The effect of discounting is strongly nonlinear, however. At a discount rate of one percent, the discounted value of $1 million 300 years hence is around $50,000 today. But if the discount rate is five percent, the discounted value is less than a mere 50 cents. In this example, the discounted value changed by a factor of 100,000 when the discount rate changed by a factor of just five.
Economists disagree about what value to choose for the discount rate when determining an appropriate level of investment in climate change abatement. Stern used an unusually low rate and when that figure was plugged into his computer model, unusually high damage figures came out at the other end. Hence, his call for a high level of investment in climate change abatement today.
Among the most prominent economists studying the costs and benefits of climate change is Bill Nordhaus, who has argued for using a higher discount rate and therefore arrives at less startling results with respect to an economic estimate of the damages from climate change, and with respect to the measures we should take in the near term to mitigate negative impacts.
We would point out that most previous investigations (including the Stern Review and those by Nordhaus and others) do not consider the effects of the changing composition of economic wellbeing and changing relative prices. These changes can have an effect on the calculation of the present value of costs of climate change that is as substantial as the choice of discount rate.

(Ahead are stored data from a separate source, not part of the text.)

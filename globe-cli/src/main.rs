use anyhow::Result;
use clap::{Parser, Subcommand};
use std::path::PathBuf;
use tracing_subscriber::EnvFilter;

mod commands;

use commands::ServiceArgs;

/// GLOBE elevation data CLI tool
#[derive(Parser)]
#[command(name = "globe")]
#[command(author, version, about, long_about = None)]
struct Cli {
    #[command(flatten)]
    service: ServiceArgs,

    #[command(subcommand)]
    command: Commands,
}

#[derive(Subcommand)]
enum Commands {
    /// Query elevation at a point, or the mean over a bounding box
    Query {
        /// Longitude in decimal degrees
        #[arg(long, allow_negative_numbers = true)]
        lon: f64,

        /// Latitude in decimal degrees
        #[arg(long, allow_negative_numbers = true)]
        lat: f64,

        /// Longitude of the opposite box corner
        #[arg(long, allow_negative_numbers = true, requires = "lat2")]
        lon2: Option<f64>,

        /// Latitude of the opposite box corner
        #[arg(long, allow_negative_numbers = true, requires = "lon2")]
        lat2: Option<f64>,

        /// Output result as JSON
        #[arg(short, long)]
        json: bool,
    },

    /// Add elevations to every coordinate of a CSV or GeoJSON file
    Batch {
        /// Input file (CSV or GeoJSON)
        input: PathBuf,

        /// Output file (same format as input if not specified)
        #[arg(short, long)]
        output: Option<PathBuf>,

        /// Column name for latitude (CSV only)
        #[arg(long, default_value = "lat")]
        lat_col: String,

        /// Column name for longitude (CSV only)
        #[arg(long, default_value = "lon")]
        lon_col: String,
    },

    /// Display information about a GLOBE tile
    Info {
        /// Tile name (e.g., e10g) or path to a tile file
        #[arg(required_unless_present_all = ["lon", "lat"])]
        tile: Option<String>,

        /// Pick the tile containing this longitude
        #[arg(long, allow_negative_numbers = true, requires = "lat")]
        lon: Option<f64>,

        /// Pick the tile containing this latitude
        #[arg(long, allow_negative_numbers = true, requires = "lon")]
        lat: Option<f64>,

        /// Read every sample for actual min/max and ocean coverage
        #[arg(short, long)]
        scan: bool,
    },

    /// List catalog tiles and their status in the data directory
    List,

    /// Unpack the tiles from the GLOBE distribution archive (all10g.zip)
    Extract {
        /// Path to the ZIP archive
        archive: PathBuf,

        /// Destination directory (defaults to the data directory)
        #[arg(short, long)]
        output: Option<PathBuf>,
    },
}

fn main() -> Result<()> {
    // Quiet unless RUST_LOG is set
    tracing_subscriber::fmt()
        .with_env_filter(EnvFilter::try_from_default_env().unwrap_or_else(|_| EnvFilter::new("off")))
        .with_writer(std::io::stderr)
        .init();

    let cli = Cli::parse();
    let service = &cli.service;

    match cli.command {
        Commands::Query {
            lon,
            lat,
            lon2,
            lat2,
            json,
        } => commands::query::run(service, lon, lat, lon2.zip(lat2), json),
        Commands::Batch {
            input,
            output,
            lat_col,
            lon_col,
        } => commands::batch::run(service, input, output, lat_col, lon_col),
        Commands::Info {
            tile,
            lon,
            lat,
            scan,
        } => commands::info::run(service, tile, lon, lat, scan),
        Commands::List => commands::list::run(service),
        Commands::Extract { archive, output } => commands::extract::run(service, archive, output),
    }
}
//! # globe - GLOBE Elevation Library
//!
//! Elevation lookups against the NOAA GLOBE 30 arc-second digital elevation
//! model, for single points and as the mean over a bounding box.
//!
//! ## Features
//!
//! - **Fast**: Memory-mapped tiles, one file read per sample
//! - **Bounded resources**: Tile handles close after an idle timeout
//! - **Exact grid**: Queries snap to cell centres on an integer grid
//! - **Antimeridian aware**: Boxes may wrap across ±180° longitude
//!
//! ## Quick Start
//!
//! ```ignore
//! use globe::{BoundingBox, Coordinate, GlobeService};
//!
//! let service = GlobeService::new("/usr/share/GLOBE-elevation")?;
//!
//! let point = Coordinate::new(11.1416, 51.7894)?;
//! println!("Elevation: {}m", service.point_elevation(&point)?);
//!
//! let area = BoundingBox::from_corners((-106.6, 35.0), (-106.5, 35.1))?;
//! println!("Mean elevation: {:.2}m", service.mean_elevation(&area)?);
//! ```
//!
//! ## GLOBE Data Format
//!
//! The dataset is split into sixteen tiles, `a10g` to `p10g`, each covering
//! 90° of longitude and 40° or 50° of latitude:
//!
//! - 10800 columns, 4800 or 6000 rows, 120 samples per degree
//! - Rows ordered north to south, columns west to east
//! - 16-bit little-endian signed integers, elevation in meters
//!
//! The value -500 marks ocean and is reported as 0.
//!
//! ## Data Sources
//!
//! Download `all10g.zip` from
//! <https://www.ngdc.noaa.gov/mgg/topo/gltiles.html> and unpack it with
//! [`archive::extract_tiles`] or `globe extract`.

pub mod archive;
pub mod cache;
pub mod catalog;
pub mod coord;
pub mod datadir;
pub mod error;
pub mod grid;
pub mod input;
pub mod service;
pub mod tile;

#[cfg(feature = "geojson")]
pub mod geojson;

// Re-export main types at crate root for convenience
pub use cache::CacheStats;
pub use catalog::{TileCatalog, TileDescriptor, GLOBE_TILES, RESOLUTION};
pub use coord::{BoundingBox, Coordinate, Location};
pub use error::{GlobeError, Result};
pub use input::{CoordValue, LocationInput};
pub use service::{GlobeService, GlobeServiceBuilder};
pub use tile::OCEAN_VALUE;
pub mod control;
pub mod embed_policy;
pub mod reconciler;
pub mod registry;
pub mod relay;

pub use control::SubscriptionControl;
pub use embed_policy::{evaluate as evaluate_embed_policy, EmbedDecision, PolicyEvidence};
pub use reconciler::{DisconnectReconciler, SubscriptionReaper};
pub use registry::SubscriptionRegistry;
pub use relay::{BotHandle, EventRelay, RelayContext, RelayOutcome, RelaySettings};
use config::{Config as ConfigBuilder, ConfigError, Environment, File};
use serde::{Deserialize, Serialize};
use std::path::Path;
use std::time::Duration;

use crate::service::relay::BotHandle;

/// Application configuration
#[derive(Debug, Clone, Default, Serialize, Deserialize)]
#[serde(default)]
pub struct Config {
    pub server: ServerConfig,
    pub mastodon: MastodonConfig,
    pub glacier: GlacierConfig,
    pub logging: LoggingConfig,
}

#[derive(Debug, Clone, Serialize, Deserialize)]
#[serde(default)]
pub struct ServerConfig {
    pub host: String,
    pub http_port: u16,
}

impl Default for ServerConfig {
    fn default() -> Self {
        Self {
            host: "0.0.0.0".to_string(),
            http_port: 8080,
        }
    }
}

/// Connection settings for the bot account on its home instance.
#[derive(Debug, Clone, Serialize, Deserialize)]
#[serde(default)]
pub struct MastodonConfig {
    /// Host name of the instance, e.g. `mastodon.social`
    pub instance: String,
    pub access_token: String,
    /// Bot handle, e.g. `@glacier@mastodon.social`. Mentioning it opts a status in.
    pub handle: String,
    pub read_timeout_seconds: u64,
    pub connect_timeout_seconds: u64,
    /// Events buffered per subscription before the upstream reader is back-pressured
    pub stream_buffer: usize,
}

impl Default for MastodonConfig {
    fn default() -> Self {
        Self {
            instance: String::new(),
            access_token: String::new(),
            handle: String::new(),
            read_timeout_seconds: 240,
            connect_timeout_seconds: 10,
            stream_buffer: 256,
        }
    }
}

impl MastodonConfig {
    #[must_use]
    pub const fn read_timeout(&self) -> Duration {
        Duration::from_secs(self.read_timeout_seconds)
    }

    #[must_use]
    pub const fn connect_timeout(&self) -> Duration {
        Duration::from_secs(self.connect_timeout_seconds)
    }
}

#[derive(Debug, Clone, Serialize, Deserialize)]
#[serde(default)]
pub struct GlacierConfig {
    /// Domain the walls are served from; embeddability is evaluated against it.
    pub domain: String,
    pub disconnect_grace_seconds: u64,
    /// Upper bound for the HEAD request that checks whether a status may be framed
    pub embed_check_timeout_seconds: u64,
    /// Trust all upstream TLS certificates (local development only)
    pub dev_mode: bool,
    pub operator: OperatorConfig,
}

impl Default for GlacierConfig {
    fn default() -> Self {
        Self {
            domain: String::new(),
            disconnect_grace_seconds: 300, // survives a page reload
            embed_check_timeout_seconds: 5,
            dev_mode: false,
            operator: OperatorConfig::default(),
        }
    }
}

impl GlacierConfig {
    #[must_use]
    pub const fn disconnect_grace(&self) -> Duration {
        Duration::from_secs(self.disconnect_grace_seconds)
    }

    #[must_use]
    pub const fn embed_check_timeout(&self) -> Duration {
        Duration::from_secs(self.embed_check_timeout_seconds)
    }
}

/// Imprint information shown on the legal page.
#[derive(Debug, Clone, Default, Serialize, Deserialize)]
#[serde(default)]
pub struct OperatorConfig {
    pub name: String,
    pub street_and_number: String,
    pub zipcode: String,
    pub city: String,
    pub country: String,
    pub phone: String,
    pub mail: String,
    pub website: String,
}

#[derive(Debug, Clone, Serialize, Deserialize)]
#[serde(default)]
pub struct LoggingConfig {
    pub level: String,
    pub format: String, // "json" or "pretty"
    pub file_path: Option<String>,
}

impl Default for LoggingConfig {
    fn default() -> Self {
        Self {
            level: "info".to_string(),
            format: "pretty".to_string(),
            file_path: None,
        }
    }
}

impl Config {
    /// Load configuration from multiple sources with priority:
    /// 1. Environment variables (highest priority)
    /// 2. Config file (if provided)
    /// 3. Defaults (lowest priority)
    pub fn load(config_file: Option<&str>) -> Result<Self, ConfigError> {
        let mut builder = ConfigBuilder::builder();

        if let Some(path) = config_file {
            if Path::new(path).exists() {
                builder = builder.add_source(File::with_name(path));
            }
        }

        // GLACIER_MASTODON__INSTANCE, GLACIER_GLACIER__DOMAIN, ...
        builder = builder.add_source(
            Environment::with_prefix("GLACIER")
                .prefix_separator("_")
                .separator("__")
                .try_parsing(true),
        );

        let config = builder.build()?;
        config.try_deserialize()
    }

    pub fn from_env() -> Result<Self, ConfigError> {
        Self::load(None)
    }

    pub fn from_file(path: &str) -> Result<Self, ConfigError> {
        Self::load(Some(path))
    }

    /// Collect every misconfiguration instead of stopping at the first one.
    pub fn validate(&self) -> Result<(), Vec<String>> {
        let mut errors = Vec::new();

        if self.glacier.domain.trim().is_empty() {
            errors.push("glacier.domain must be set".to_string());
        }
        if self.glacier.disconnect_grace_seconds == 0 {
            errors.push("glacier.disconnect_grace_seconds must be greater than 0".to_string());
        }
        if self.glacier.embed_check_timeout_seconds == 0 {
            errors.push("glacier.embed_check_timeout_seconds must be greater than 0".to_string());
        }
        if self.mastodon.instance.trim().is_empty() {
            errors.push("mastodon.instance must be set".to_string());
        }
        if let Err(e) = BotHandle::parse(&self.mastodon.handle) {
            errors.push(format!("mastodon.handle: {e}"));
        }
        if self.mastodon.stream_buffer == 0 {
            errors.push("mastodon.stream_buffer must be greater than 0".to_string());
        }

        if errors.is_empty() {
            Ok(())
        } else {
            Err(errors)
        }
    }

    #[must_use]
    pub fn http_address(&self) -> String {
        format!("{}:{}", self.server.host, self.server.http_port)
    }
}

Any discount rate assumes a growing economy. But it's unrealistic to assume constant, unwavering growth, equal for all sectors. Both logic and history indicate that growth tends to be concentrated in some sectors, depending on resources, technical innovations, and consumer preferences. If the output of some material goods (such as mobile phones) increases, but the availability of environmental goods and services (like clean water and biodiversity, or rain-fed agricultural production) declines, then the relative prices (or willingness to pay) for the environmental amenities should rise over time, a fundamental point first made by John Krutilla some 40 years ago.
Because of rising relative prices, the environmental sector could see its share of the economy grow in value even as it becomes physically smaller relative to a growing conventional sector. This has consequences for discounting itself that have been overlooked. In a multi-sector model, discount rates will not generally be constant—nor will they be the same for each sector. There will be a change in the relative prices for goods and services from sectors that grow at different rates.
Accounting for relative price changes can dramatically increase the abatement necessary to mitigate climate change. Using Nordhaus's integrated assessment model for climate change, Sterner and Persson show that using relatively high discount rate parameters used by Nordhaus but also modeling changes in relative prices yields results that are similar to the conclusions of the Stern Review and differ greatly from previous work by Nordhaus and others. If one were to use both low discount rates and changing relative prices, one would find even stronger support for strict and immediate abatement measures than did the Stern Review.
We also have a second concern with the Stern Review—that it may not give sufficient weight to nonmarket damages.
The nonmarket impacts of climate change are at center stage, because it is precisely the prices of these goods and services that we expect to rise over time. Nonmarket impacts from climate change include biodiversity and ecosystem loss, the effects of air pollution on human health, and damage from extreme hurricanes, droughts, and floods. The Stern Review does a great job of presenting many of these, the costs of which could be very high over the coming century: billions of people could suffer water shortages, and tens to hundreds of millions are at risk of hunger, diseases like malaria, and coastal flooding.
Those impacts could also have extreme social consequences if droughts force mass migrations, coastal inundation drives environmental refugees inland, and conflicts erupt over increasingly scarce resources. Such social problems have the potential to make the already serious climate damages much worse. However, social impacts are not included in the Stern analysis, nor have they been included in most other economic analyses. To give a full picture of the costs of climate change and the benefits of mitigation, these impacts should also be taken into account, together with their expected increase in relative value over time.
We believe that it is exactly the nonmarket effects of climate change that are the most worrisome. Given the risk of catastrophes, the main effect of climate change will be not to stop growth in conventional manufacturing, but rather to damage some vital ecosystem services, making them relatively scarcer and raising their relative prices.
In a thorough evaluation of the effect of relative prices, one would assess changes by sector. Clean water, rain-fed agriculture, and some other ecosystem services have particular importance for the very poor, and the climate change damages suffered by the poor are particularly important for human welfare. The extent of the price effect depends heavily on the elasticity of substitution, which measures the change in the composition of willingness to pay for goods and services when relative prices change.
In the meantime, analyses of abatement costs and benefits need to take into account the content of future growth. Future scarcities, whether caused by the changing composition of the economy or by climate change, will lead to rising prices for certain goods and services. Escalating prices for environmental goods and services raise the estimated damage of climate change, counteracting the effect of discounting.
Future scarcity values for nonmarket environmental assets are likely to generate high damage figures, even assuming high discount rates. Combining the low discount rates in the Stern Review with rising relative prices could lead to support for even higher levels of abatement than Stern recommended. This would mean that society should consider atmospheric greenhouse gas concentration targets that Stern deems unrealistic: a target below 450 ppm of CO2 equivalents and consequently even more restrictive stabilization scenarios. Emissions targets such as these are a frightening thought indeed.